GIVEN RECORDS.
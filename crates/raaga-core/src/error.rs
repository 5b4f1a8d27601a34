use thiserror::Error;

#[derive(Debug, Error)]
pub enum Error {
    /// The catalog input is missing or corrupt.
    #[error("catalog load error: {0}")]
    CatalogLoad(String),

    /// The catalog cannot produce usable features (e.g. an empty vocabulary).
    #[error("feature build error: {0}")]
    FeatureBuild(String),

    /// A persisted artifact is absent or inconsistent with the current catalog.
    #[error("model not fit: {0}")]
    ModelNotFit(String),

    #[error("no track found matching '{query}'")]
    NotFound { query: String },

    #[error("invalid argument: {0}")]
    InvalidArgument(String),

    #[error("database error: {0}")]
    Database(#[from] rusqlite::Error),

    #[error("serialization error: {0}")]
    Serialization(#[from] bincode::Error),
}

impl Error {
    /// Returns `true` for request-time failures the caller is expected to
    /// render as a message. Everything else aborts a build or startup.
    pub fn is_recoverable(&self) -> bool {
        matches!(self, Self::NotFound { .. } | Self::InvalidArgument(_))
    }

    /// Returns `true` when the error indicates no catalog entry matched.
    pub fn is_not_found(&self) -> bool {
        matches!(self, Self::NotFound { .. })
    }
}

pub type Result<T> = std::result::Result<T, Error>;
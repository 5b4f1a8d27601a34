//! Similarity search for raaga.
//!
//! Builds numeric and TF-IDF features from a catalog, ranks neighbors
//! through either a dense cosine matrix or a Euclidean nearest-neighbor
//! index, and resolves free-text queries to catalog rows by fuzzy name
//! matching.

#![deny(unsafe_code)]
#![warn(missing_debug_implementations)]

pub mod features;
pub mod resolver;
pub mod similarity;
pub mod text;
pub mod vector;

pub use features::{MinMaxScaler, NumericFeatures, TextFeatures, TextFields, TfidfVectorizer};
pub use resolver::{Candidate, QueryResolver};
pub use similarity::{
    CombineWeights, DenseCosineMatrix, Neighbor, NeighborIndex, SimilarityStrategy, StrategyKind,
};
pub use vector::SparseVector;
//! Request-time recommendation pipeline: resolve, rank, project.

use serde::{Deserialize, Serialize};

use raaga_core::model::{TrackId, TrackView};
use raaga_core::{Error, Result};
use raaga_search::resolver::Candidate;

use crate::snapshot::Snapshot;

/// A recommended track and its similarity to the seed.
#[derive(Debug, Clone, PartialEq, Serialize, Deserialize)]
pub struct RecommendedTrack {
    #[serde(flatten)]
    pub track: TrackView,
    pub score: f64,
}

/// The resolved seed track and the tracks most similar to it, best first.
#[derive(Debug, Clone, PartialEq, Serialize, Deserialize)]
pub struct Recommendations {
    pub seed: TrackView,
    pub items: Vec<RecommendedTrack>,
}

impl Recommendations {
    #[must_use]
    pub fn names(&self) -> Vec<&str> {
        self.items.iter().map(|item| item.track.name.as_str()).collect()
    }
}

impl Snapshot {
    /// Resolve free text to the best-matching catalog row.
    pub fn resolve(&self, query: &str) -> Result<Candidate> {
        self.resolver().resolve(query)
    }

    /// Close matches for a query, for "did you mean" prompts.
    pub fn candidates(&self, query: &str) -> Result<Vec<Candidate>> {
        self.resolver().candidates(query)
    }

    /// Catalog names containing `text`.
    #[must_use]
    pub fn suggest(&self, text: &str, limit: usize) -> Vec<String> {
        self.resolver().suggest(text, limit)
    }

    /// Recommend up to `n` tracks similar to the one `query` names.
    ///
    /// Returns exactly `min(n, catalog size - 1)` items; the seed itself is
    /// never among them.
    ///
    /// # Errors
    /// `InvalidArgument` if `n` is zero or the query is blank, `NotFound` if
    /// the query matches no track.
    pub fn recommend(&self, query: &str, n: usize) -> Result<Recommendations> {
        check_count(n)?;
        let seed = self.resolve(query)?;
        self.recommend_index(seed.index, n)
    }

    /// Like [`Snapshot::recommend`], for a caller that already holds a
    /// track id.
    pub fn recommend_by_id(&self, id: &TrackId, n: usize) -> Result<Recommendations> {
        check_count(n)?;
        let index = self.catalog().position(id).ok_or_else(|| Error::NotFound {
            query: id.to_string(),
        })?;
        self.recommend_index(index, n)
    }

    fn recommend_index(&self, index: usize, n: usize) -> Result<Recommendations> {
        let tracks = self.catalog().tracks();
        let seed = tracks[index].view();

        let k = n.min(tracks.len().saturating_sub(1));
        if k == 0 {
            return Ok(Recommendations {
                seed,
                items: Vec::new(),
            });
        }

        let items = self
            .strategy()
            .rank(index, k)?
            .into_iter()
            .map(|neighbor| RecommendedTrack {
                track: tracks[neighbor.index].view(),
                score: neighbor.score,
            })
            .collect();

        log::debug!("Recommended {} tracks for '{}'", k, seed.name);
        Ok(Recommendations { seed, items })
    }
}

fn check_count(n: usize) -> Result<()> {
    if n == 0 {
        return Err(Error::InvalidArgument(
            "number of recommendations must be positive".to_string(),
        ));
    }
    Ok(())
}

EXERCISE.
Go through the data above and copy each line in which "best" appears.

RESPONSE.
/// The resolved seed track and the tracks most similar to it, best first.
    /// Resolve free text to the best-matching catalog row.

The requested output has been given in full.